Write out, word for word, the first line of the data below and every line after it through the one containing "use std::env;".

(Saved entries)

┄┄┄┄┄┄┄┄┄┄

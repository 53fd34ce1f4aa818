// scripts/benchmark.rs
use gbm_paths::analytics::terminal_stats::summarize;
use gbm_paths::math_utils::Timer;
use gbm_paths::mc::path_simulator::{simulate_parallel, simulate_seeded};
use gbm_paths::models::params::SimulationParameters;
use std::env;
use std::process::Command;

#[derive(Debug)]
struct SystemInfo {
    os: String,
    cpu_model: String,
    cpu_cores: usize,
    memory_gb: f64,
    rust_version: String,
    rustc_flags: String,
    rayon_threads: usize,
}

impl SystemInfo {
    fn gather() -> Self {
        Self {
            os: env::consts::OS.to_string(),
            cpu_model: Self::proc_field("/proc/cpuinfo", "model name")
                .unwrap_or_else(|| "Unknown CPU".to_string()),
            cpu_cores: num_cpus::get(),
            memory_gb: Self::proc_field("/proc/meminfo", "MemTotal")
                .and_then(|v| v.split_whitespace().next()?.parse::<u64>().ok())
                .map(|kb| kb as f64 / (1024.0 * 1024.0))
                .unwrap_or(0.0),
            rust_version: Command::new("rustc")
                .arg("--version")
                .output()
                .map(|output| String::from_utf8_lossy(&output.stdout).trim().to_string())
                .unwrap_or_else(|_| "Unknown Rust version".to_string()),
            rustc_flags: env::var("RUSTFLAGS").unwrap_or_else(|_| "default".to_string()),
            rayon_threads: rayon::current_num_threads(),
        }
    }

    /// `key: value` lookup in a Linux /proc file; `None` elsewhere
    fn proc_field(path: &str, key: &str) -> Option<String> {
        std::fs::read_to_string(path)
            .ok()?
            .lines()
            .find(|line| line.starts_with(key))
            .and_then(|line| line.split(':').nth(1))
            .map(|s| s.trim().to_string())
    }
}

#[derive(Debug)]
struct BenchmarkResult {
    name: &'static str,
    steps: usize,
    paths: usize,
    time_ms: f64,
    throughput_cells_per_sec: f64,
    mean: f64,
    analytic_mean: f64,
    relative_error: f64,
}

fn run_simulation_benchmarks() -> Vec<BenchmarkResult> {
    let mut results = Vec::new();

    let path_configs = [1_000, 10_000, 100_000];
    let steps = 100;

    for &paths in &path_configs {
        println!("Running benchmarks with {} paths x {} steps...", paths, steps);

        let params = SimulationParameters {
            s0: 100.0,
            r: 0.05,
            sigma: 0.2,
            t: 1.0,
            steps,
            paths,
            ..Default::default()
        };
        let analytic_mean = params
            .model()
            .expect("Valid configuration")
            .expected_terminal(params.s0, params.t);

        type Runner = fn(&SimulationParameters, u64) -> gbm_paths::SimResult<gbm_paths::PathEnsemble>;
        let runners: [(&'static str, Runner); 2] = [
            ("serial", simulate_seeded),
            ("parallel", simulate_parallel),
        ];

        for (name, run) in runners {
            let timer = Timer::new();
            let ensemble = run(&params, 42).expect("Valid configuration");
            let time_ms = timer.elapsed_ms();
            let stats = summarize(&ensemble).expect("Non-empty ensemble");

            results.push(BenchmarkResult {
                name,
                steps,
                paths,
                time_ms,
                throughput_cells_per_sec: (steps * paths) as f64 / (time_ms / 1000.0),
                mean: stats.mean,
                analytic_mean,
                relative_error: (stats.mean - analytic_mean).abs() / analytic_mean,
            });
        }
    }

    results
}

fn main() {
    println!("gbm-paths benchmark");
    println!("===================\n");

    let system_info = SystemInfo::gather();
    println!("OS: {}", system_info.os);
    println!("CPU: {} ({} cores)", system_info.cpu_model, system_info.cpu_cores);
    println!("Memory: {:.1} GB", system_info.memory_gb);
    println!("Rust: {}", system_info.rust_version);
    println!("RUSTFLAGS: {}", system_info.rustc_flags);
    println!("Rayon threads: {}\n", system_info.rayon_threads);

    let results = run_simulation_benchmarks();

    println!(
        "\n{:<10} {:>6} {:>8} {:>12} {:>16} {:>10} {:>10} {:>10}",
        "mode", "steps", "paths", "time (ms)", "cells/sec", "mean", "analytic", "rel err"
    );
    for r in &results {
        println!(
            "{:<10} {:>6} {:>8} {:>12.3} {:>16.0} {:>10.4} {:>10.4} {:>10.6}",
            r.name,
            r.steps,
            r.paths,
            r.time_ms,
            r.throughput_cells_per_sec,
            r.mean,
            r.analytic_mean,
            r.relative_error
        );
    }
}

┄┄┄┄┄┄┄┄┄┄

- Solution for this problem -
repository 53fd34ce1f4aa818
// scripts/benchmark.rs
use gbm_paths::analytics::terminal_stats::summarize;
use gbm_paths::math_utils::Timer;
use gbm_paths::mc::path_simulator::{simulate_parallel, simulate_seeded};
use gbm_paths::models::params::SimulationParameters;
use std::env;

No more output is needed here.